Sin duda alguna, aquellas palabras dejaban traslucir mi incredulidad. Pero el judío estaba demasiado enfrascado en los supuestos recuerdos de tiempos pasados rebosantes de gloria como para advertir lo que había de burlón en mi pregunta.
—Como institución —respondió con tono solemne—, el Templo se mantenía mediante un sistema de contribuciones muy bien elaborado que iba desde los diezmos a una tributación especial y a las ofrendas relacionadas con el rescate de los primogénitos varones y con otras cuestiones. Pero no me distraiga. Le estaba hablando de las fiestas. En mi época, había seis de especial relevancia, a saber: Purim, Pésaj, Pentecostés, Yom Kippur, Sha-vuot y la Dedicación. Su significado...
—Conozco de sobra su significado —dije un tanto harto de aquella exposición que hubiera podido dar un guía de Jerusalén medianamente espabilado.
—Sí... sí, claro... —dijo el judío—. Usted me ha dicho que trabajó con el período del Segundo Templo. Seguramente podría haberme ahorrado toda esta explicación.
—Seguramente —asentí yo con una muestra de malhumor que bordeaba la mala educación.
—Bueno, el caso es que a mí la cercanía del Templo me llenaba de alegría.
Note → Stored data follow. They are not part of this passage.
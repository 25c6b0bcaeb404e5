// file: src/pipeline/document.rs
// description: resolve, render and sanitize a document into its presentable form
// reference: combines the content resolver, markdown renderer and sanitizer

use crate::config::RendererConfig;
use crate::error::{DocHubError, Result};
use crate::models::RenderedDocument;
use crate::render::{MarkdownRenderer, TableOfContents};
use crate::resolver::ContentResolver;
use crate::sanitizer::{SanitizePolicy, Sanitizer};
use crate::utils::validation::reading_time_minutes;
use std::any::Any;
use std::panic::{self, AssertUnwindSafe};
use std::sync::Arc;
use tracing::{debug, error};

/// A rendered document together with the metadata shown next to it.
#[derive(Debug, Clone)]
pub struct LoadedDocument {
    pub repository_id: String,
    pub path: String,
    pub document: RenderedDocument,
    pub toc: TableOfContents,
    pub reading_time_minutes: usize,
}

pub struct DocumentPipeline {
    resolver: Arc<ContentResolver>,
    renderer: MarkdownRenderer,
    sanitizer: Sanitizer,
}

impl DocumentPipeline {
    pub fn new(resolver: Arc<ContentResolver>, config: &RendererConfig) -> Self {
        Self {
            resolver,
            renderer: MarkdownRenderer::new(config),
            sanitizer: Sanitizer::new(SanitizePolicy::from_config(config)),
        }
    }

    pub fn with_renderer(mut self, renderer: MarkdownRenderer) -> Self {
        self.renderer = renderer;
        self
    }

    pub fn resolver(&self) -> &ContentResolver {
        &self.resolver
    }

    pub fn renderer(&self) -> &MarkdownRenderer {
        &self.renderer
    }

    /// Retrieval errors propagate; rendering never fails.
    pub async fn load(
        &self,
        repo_id: &str,
        path: &str,
        force_refresh: bool,
    ) -> Result<RenderedDocument> {
        let markdown = self.fetch(repo_id, path, force_refresh).await?;
        Ok(self.render_text(&markdown))
    }

    pub async fn load_full(
        &self,
        repo_id: &str,
        path: &str,
        force_refresh: bool,
    ) -> Result<LoadedDocument> {
        let markdown = self.fetch(repo_id, path, force_refresh).await?;
        let toc = self
            .renderer
            .table_of_contents(&markdown)
            .unwrap_or_default();

        Ok(LoadedDocument {
            repository_id: repo_id.to_string(),
            path: path.to_string(),
            document: self.render_text(&markdown),
            toc,
            reading_time_minutes: reading_time_minutes(&markdown),
        })
    }

    pub async fn table_of_contents(
        &self,
        repo_id: &str,
        path: &str,
        force_refresh: bool,
    ) -> Result<TableOfContents> {
        let markdown = self
            .resolver
            .fetch_markdown(repo_id, path, force_refresh)
            .await?;
        self.renderer.table_of_contents(&markdown)
    }

    /// Renders text the caller already holds. Any failure inside the renderer,
    /// including a panic in a math backend, yields the fixed error document.
    pub fn render_text(&self, markdown: &str) -> RenderedDocument {
        match self.try_render_text(markdown) {
            Ok(document) => document,
            Err(e) => {
                error!("Failed to render markdown: {}", e);
                RenderedDocument::render_error()
            }
        }
    }

    /// Like [`render_text`](Self::render_text), but reports the failure. A
    /// renderer panic surfaces as [`DocHubError::Render`].
    pub fn try_render_text(&self, markdown: &str) -> Result<RenderedDocument> {
        let html = panic::catch_unwind(AssertUnwindSafe(|| self.renderer.render(markdown)))
            .map_err(|payload| DocHubError::Render(panic_message(payload.as_ref())))??;

        let document = self.sanitizer.sanitize(&html);
        debug!(
            "Rendered {} bytes of HTML with {} embeds",
            document.html.len(),
            document.embeds.len()
        );
        Ok(document)
    }

    async fn fetch(&self, repo_id: &str, path: &str, force_refresh: bool) -> Result<String> {
        let markdown = self
            .resolver
            .fetch_markdown(repo_id, path, force_refresh)
            .await?;
        self.resolver.rewrite_image_paths(repo_id, path, &markdown)
    }
}

fn panic_message(payload: &(dyn Any + Send)) -> String {
    if let Some(message) = payload.downcast_ref::<&str>() {
        format!("renderer panicked: {}", message)
    } else if let Some(message) = payload.downcast_ref::<String>() {
        format!("renderer panicked: {}", message)
    } else {
        "renderer panicked".to_string()
    }
}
No tenía que venir de lejos para acudir a sus fiestas, conocía a muchos de sus sacerdotes y hasta mantenía cierta relación con la familia del Cohen ha-Gadol.
—Ah, ¿sí? —dije a la vez que sin disimulo me llevaba la mano a la boca fingiendo un bostezo que sólo pretendía desanimarlo para que interrumpiera el relato.
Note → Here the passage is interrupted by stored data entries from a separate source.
// file: src/resolver/images.rs
// description: rewrites relative markdown image references to raw content URLs
// reference: https://docs.github.com/en/repositories/working-with-files/using-files/working-with-non-code-files

use crate::config::RepositoryConfig;
use crate::render::normalizer::FenceTracker;
use crate::render::notation::{count_run, find_run};
use lazy_static::lazy_static;
use regex::{Captures, Regex};

lazy_static! {
    static ref IMAGE_REFERENCE: Regex =
        Regex::new(r#"!\[([^\]]*)\]\(\s*([^)\s]+)(\s+"[^"]*")?\s*\)"#)
            .expect("IMAGE_REFERENCE regex is valid");
}

/// Rewrites every relative image reference in `markdown` to an absolute raw
/// URL anchored at the directory of `document_path`. Absolute URLs, data
/// URIs and anything inside fenced code or inline code spans are left
/// untouched.
pub fn process_image_paths(
    markdown: &str,
    repo: &RepositoryConfig,
    raw_base: &str,
    document_path: &str,
) -> String {
    let current_dir = match document_path.trim_start_matches('/').rfind('/') {
        Some(idx) => &document_path.trim_start_matches('/')[..idx],
        None => "",
    };

    let mut output = String::with_capacity(markdown.len());
    let mut fence = FenceTracker::default();

    for line in markdown.split_inclusive('\n') {
        if fence.advance(line) {
            output.push_str(line);
            continue;
        }

        rewrite_outside_code_spans(line, &mut output, |prose| {
            IMAGE_REFERENCE.replace_all(prose, |caps: &Captures| {
                rewrite_reference(caps, repo, raw_base, current_dir)
            })
        });
    }

    output
}

/// Copies `line` into `output`, passing only the text outside inline code
/// spans through `rewrite`. Spans are matched within the line.
fn rewrite_outside_code_spans<'a, F, R>(line: &'a str, output: &mut String, rewrite: F)
where
    F: Fn(&'a str) -> R,
    R: AsRef<str>,
{
    let bytes = line.as_bytes();
    let mut prose_start = 0;
    let mut i = 0;

    while i < bytes.len() {
        if bytes[i] != b'`' {
            i += 1;
            continue;
        }
        let run = count_run(bytes, i, b'`');
        match find_run(bytes, i + run, b'`', run) {
            Some(close) => {
                output.push_str(rewrite(&line[prose_start..i]).as_ref());
                output.push_str(&line[i..close + run]);
                i = close + run;
                prose_start = i;
            }
            None => i += run,
        }
    }

    output.push_str(rewrite(&line[prose_start..]).as_ref());
}

fn rewrite_reference(
    caps: &Captures,
    repo: &RepositoryConfig,
    raw_base: &str,
    current_dir: &str,
) -> String {
    let alt = &caps[1];
    let target = &caps[2];
    let title = caps.get(3).map(|m| m.as_str()).unwrap_or("");

    if is_absolute(target) {
        return caps[0].to_string();
    }

    let resolved = resolve_relative(current_dir, target);
    format!("![{}]({}{})", alt, repo.raw_url(raw_base, &resolved), title)
}

fn is_absolute(target: &str) -> bool {
    let lower = target.to_ascii_lowercase();
    lower.starts_with("http://")
        || lower.starts_with("https://")
        || lower.starts_with("//")
        || lower.starts_with("data:")
        || lower.starts_with('#')
}

/// Resolves `target` against `current_dir`, collapsing `.` and `..` with a
/// directory stack. A leading `/` anchors at the repository root. Segments
/// are decoded so the raw URL builder can encode them exactly once.
pub fn resolve_relative(current_dir: &str, target: &str) -> String {
    let mut stack: Vec<String> = if target.starts_with('/') {
        Vec::new()
    } else {
        current_dir
            .split('/')
            .filter(|s| !s.is_empty())
            .map(str::to_string)
            .collect()
    };

    for segment in target.split('/') {
        match segment {
            "" | "." => {}
            ".." => {
                stack.pop();
            }
            other => {
                let decoded = urlencoding::decode(other)
                    .map(|s| s.into_owned())
                    .unwrap_or_else(|_| other.to_string());
                stack.push(decoded);
            }
        }
    }

    stack.join("/")
}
—Sí —respondió sin que pareciera que hubiera advertido mi comportamiento desconsiderado—. A decir verdad creo que por eso Jesús me cayó mal desde el principio.
—Fue durante aquella Pascua —continuó el hombre—. Por aquel entonces, la vida me iba... ¿cómo le diría yo? Bien... no, bien es poco. Me iba muy, pero que muy bien. Mis padres habían acordado mi matrimonio con una joven llamada Esther y ya había comenzado a correr el año de los esponsales, al término del cual podríamos celebrar la ceremonia de la boda. Seguramente usted sabe que uno de los mandamientos que Dios le dio no sólo al pueblo de Israel, sino a todos los hombres fue el de perú urebu.
—Creced y multiplicaos —traduje del hebreo al español.
—Muy bien. Sí. Creced y multiplicaos. Pues bien, yo estaba a punto de cumplir ese mandamiento y lo iba a hacer además con verdadero entusiasmo. Pero es que, por añadidura, el trabajo había prosperado extraordinariamente en los últimos tiempos. Mi padre siempre había sido un orfebre notable y yo había aprendido el oficio, pero hacía poco había llegado a la conclusión de que me convenía... ¿cómo dirían ahora? Diversificar. Sí, diversificar el mercado. Los rendimientos que derivaban del taller de orfebrería había que invertirlos y ¿en qué?, se dirá usted.